Friday was a monumental day for those living with sickle cell and those pursuing cell and gene therapy solutions for various diseases. Earlier this year, December 8th was announced as the date for the FDA’s official decision on Casgevy for the treatment of sickle cell disease (SCD) — a decision that the world of healthcare, including HDMZ, awaited with bated breath. And now, following on the heels of a November approval in the UK, the day has arrived: For the first time, FDA regulators have approved a medicine based on CRISPR gene-editing technology. 

Life-changing discovery
SCD is a genetic blood disorder involving a mutated form of hemoglobin that causes red blood cells to form a sickle-like shape. These abnormal cells are unable to carry oxygen, and result in blockages that can cause pain and significant disruptions to everyday life. Casgevy (also known as exa-cel) directly edits the DNA in a patient’s blood stem cells, using CRISPR-Cas9 technology. This enables the cells to produce fetal hemoglobin, a functional form of hemoglobin that is normally not produced after birth.

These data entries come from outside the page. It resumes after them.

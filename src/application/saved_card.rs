use crate::domain::amount::{Amount, Details};
use crate::domain::funding::FundingInstrument;
use crate::domain::payer::Payer;
use crate::domain::payment::Intent;
use crate::domain::transaction::Transaction;
use crate::error::ValidationError;
use rust_decimal::Decimal;
use serde::Deserialize;

/// A payment charged to a card previously stored with the gateway.
///
/// Fields line up with the batch CSV columns.
#[derive(Debug, Clone, PartialEq, Eq, Deserialize)]
pub struct SavedCardPayment {
    pub card_id: String,
    pub currency: String,
    pub total: Decimal,
    pub subtotal: Decimal,
    pub tax: Decimal,
    pub shipping: Decimal,
    #[serde(default)]
    pub description: Option<String>,
    #[serde(default)]
    pub intent: Option<Intent>,
}

impl SavedCardPayment {
    /// Builds the validated request pieces: intent, a single transaction and
    /// a credit-card payer funded by the stored card.
    pub fn into_parts(self) -> Result<(Intent, Vec<Transaction>, Payer), ValidationError> {
        let details = Details::new(self.subtotal, self.tax, self.shipping)?;
        let amount = Amount::new(&self.currency, self.total, Some(details))?;

        let transaction = match self.description {
            Some(description) => Transaction::new(amount).with_description(description),
            None => Transaction::new(amount),
        };
        let payer = Payer::credit_card(FundingInstrument::saved_card(self.card_id)?);

        Ok((self.intent.unwrap_or_default(), vec![transaction], payer))
    }
}
//! Structured logging setup.
//!
//! Logs are written to stderr so stdout only ever carries payment results.

use clap::ValueEnum;
use std::io;
use tracing_subscriber::{EnvFilter, fmt, layer::SubscriberExt, util::SubscriberInitExt};

/// Log output format.
#[derive(Debug, Clone, Copy, PartialEq, Eq, Default, ValueEnum)]
pub enum LogFormat {
    /// Human-readable output for terminals.
    #[default]
    Pretty,
    /// One JSON object per line, for log aggregation.
    Json,
}

/// Installs the global subscriber. Level filtering follows `RUST_LOG` and
/// defaults to `info`.
///
/// Calling this twice is harmless: the second install is ignored.
pub fn init_logging(format: LogFormat) {
    let filter = EnvFilter::try_from_default_env().unwrap_or_else(|_| EnvFilter::new("info"));
    let registry = tracing_subscriber::registry().with(filter);

    let _ = match format {
        LogFormat::Pretty => registry
            .with(fmt::layer().with_target(true).with_writer(io::stderr))
            .try_init(),
        LogFormat::Json => registry
            .with(
                fmt::layer()
                    .json()
                    .with_current_span(true)
                    .with_writer(io::stderr),
            )
            .try_init(),
    };
}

In all, it took just under a decade for the development and approval of Casgevy, a joint collaboration between Vertex Pharmaceuticals and CRISPR Therapeutics: Development began in 2015, while clinical trials involving human patients began in 2019. Though ten years is not typically considered a particularly short period of time, by the standards of drug discovery, this was an incredibly swift timeline. The speed becomes even more remarkable when considering the fact that seminal studies on the use of CRISPR-cas9 on human or animal cells were published in 2013, only two years prior to the start of work on Casgevy.

Watching history in the making
When the FDA convened an advisory committee to debate the therapy’s approval on October 31, it was akin to watching history in the making, with insights from thought leaders in the field, personal accounts from patients with SCD, perspectives from representatives of Vertex, and critiques on the data from regulators.

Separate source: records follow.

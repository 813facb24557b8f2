use rust_decimal::Decimal;
use std::time::Duration;
use thiserror::Error;

/// Rejection raised while building an [`Amount`](crate::domain::amount::Amount).
#[derive(Error, Debug, Clone, PartialEq, Eq)]
pub enum InvalidAmountError {
    #[error("unsupported currency code: {0:?}")]
    UnsupportedCurrency(String),
    #[error("total must be positive, got {0}")]
    NonPositiveTotal(Decimal),
    #[error("{field} must not be negative, got {value}")]
    NegativeComponent { field: &'static str, value: Decimal },
    #[error("total {total} does not match subtotal + tax + shipping = {sum}")]
    SumMismatch { total: Decimal, sum: Decimal },
    #[error("subtotal + tax + shipping overflows")]
    Overflow,
}

/// Rejection raised while building a
/// [`FundingInstrument`](crate::domain::funding::FundingInstrument).
#[derive(Error, Debug, Clone, PartialEq, Eq)]
pub enum InvalidFundingInstrumentError {
    #[error("funding instrument needs either a credit card or a credit card token")]
    Missing,
    #[error("funding instrument cannot carry both a credit card and a credit card token")]
    Ambiguous,
    #[error("credit card token id must not be empty")]
    EmptyCardId,
    #[error("invalid credit card: {0}")]
    InvalidCard(String),
}

#[derive(Error, Debug, Clone, PartialEq, Eq)]
pub enum InvalidPayerError {
    #[error("payment method {0} requires at least one funding instrument")]
    MissingFundingInstruments(&'static str),
}

/// Local validation failure. Never leaves the process.
#[derive(Error, Debug, Clone, PartialEq, Eq)]
pub enum ValidationError {
    #[error(transparent)]
    Amount(#[from] InvalidAmountError),
    #[error(transparent)]
    FundingInstrument(#[from] InvalidFundingInstrumentError),
    #[error(transparent)]
    Payer(#[from] InvalidPayerError),
    #[error("a payment needs at least one transaction")]
    EmptyTransactions,
    #[error("unknown payment intent: {0:?}")]
    UnknownIntent(String),
    #[error("unknown payment method: {0:?}")]
    UnknownPaymentMethod(String),
}

/// Failure reported by a [`GatewayClient`](crate::domain::ports::GatewayClient).
#[derive(Error, Debug, Clone, PartialEq, Eq)]
pub enum GatewayError {
    #[error("gateway call timed out after {0:?}")]
    Timeout(Duration),
    #[error("network error: {0}")]
    Network(String),
    #[error("gateway responded with status {status}: {body}")]
    Status { status: u16, body: String },
    #[error("malformed gateway response ({reason}): {body}")]
    MalformedResponse { reason: String, body: String },
}

impl GatewayError {
    /// Raw response payload, when the gateway sent one back.
    pub fn raw_payload(&self) -> Option<&str> {
        match self {
            GatewayError::Status { body, .. } | GatewayError::MalformedResponse { body, .. } => {
                Some(body)
            }
            GatewayError::Timeout(_) | GatewayError::Network(_) => None,
        }
    }
}

/// Failure reported by an [`Authenticator`](crate::domain::ports::Authenticator).
#[derive(Error, Debug, Clone, PartialEq, Eq)]
pub enum AuthError {
    #[error("network error: {0}")]
    Network(String),
    #[error("token request rejected with status {status}: {body}")]
    Rejected { status: u16, body: String },
    #[error("malformed token response: {0}")]
    MalformedResponse(String),
    #[error("token request timed out after {0:?}")]
    Timeout(Duration),
}

/// Outcome of a failed submission attempt.
#[derive(Error, Debug, Clone, PartialEq, Eq)]
pub enum SubmissionError {
    #[error("invalid payment request: {0}")]
    Invalid(#[from] ValidationError),
    #[error("gateway failure: {0}")]
    Gateway(#[from] GatewayError),
}

impl From<InvalidAmountError> for SubmissionError {
    fn from(err: InvalidAmountError) -> Self {
        SubmissionError::Invalid(err.into())
    }
}

impl From<InvalidFundingInstrumentError> for SubmissionError {
    fn from(err: InvalidFundingInstrumentError) -> Self {
        SubmissionError::Invalid(err.into())
    }
}

impl From<InvalidPayerError> for SubmissionError {
    fn from(err: InvalidPayerError) -> Self {
        SubmissionError::Invalid(err.into())
    }
}

impl SubmissionError {
    pub fn diagnostic(&self) -> Option<&str> {
        match self {
            SubmissionError::Invalid(_) => None,
            SubmissionError::Gateway(err) => err.raw_payload(),
        }
    }

    pub fn is_timeout(&self) -> bool {
        matches!(self, SubmissionError::Gateway(GatewayError::Timeout(_)))
    }
}

#[derive(Error, Debug)]
pub enum CardpayError {
    #[error("CSV error: {0}")]
    CsvError(#[from] csv::Error),
    #[error("IO error: {0}")]
    IoError(#[from] std::io::Error),
    #[error("JSON error: {0}")]
    JsonError(#[from] serde_json::Error),
    #[error("Authentication error: {0}")]
    AuthError(#[from] AuthError),
    #[error("Submission error: {0}")]
    SubmissionError(#[from] SubmissionError),
    #[error("Configuration error: {0}")]
    ConfigError(String),
}

pub type Result<T> = std::result::Result<T, CardpayError>;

A key point of discussion was concern about the long-term effects of the therapy. Some felt that the data was insufficient, with not enough participants in the study. Additionally, there was some criticism of the depth of the initial study’s investigation of off-target effects in a relevant population. However, the ultimate sentiment of the committee was that it should “be careful to not let the perfect be the enemy of the good.” In other words, the search for perfection should not be an impediment to FDA approval and, ultimately, the therapy’s overall benefits — particularly when there has been a large unmet need in treating sickle cell disease. 

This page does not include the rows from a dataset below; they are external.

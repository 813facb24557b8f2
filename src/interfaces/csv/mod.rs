//! Batch I/O: saved-card payments in, submission outcomes out.

pub mod outcome_writer;
pub mod payment_reader;
//! Request model for card payments and the ports through which it reaches a
//! gateway. Every type validates itself on construction and on
//! deserialization, so an invalid request graph cannot be built.

pub mod amount;
pub mod funding;
pub mod payer;
pub mod payment;
pub mod ports;
pub mod transaction;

Although Casgevy has been approved, Vertex will continue to conduct long-term studies to ensure the ongoing safety of the treatment, and to address the above concerns. These will consist of two 15-year studies: one registry-based and one as follow-up for an ongoing trial.

A new era in medicine
Ultimately, the approval of Casgevy represents a future in which we can think about not just treating the symptoms of genetic diseases, but also resolving them entirely. With just one treatment, patients can be cured of diseases that were previously considered incurable. HDMZ has been proud to partner with giants in the field of CRISPR and gene editing, and to contribute to the enormous strides being made to change the course of human medicine.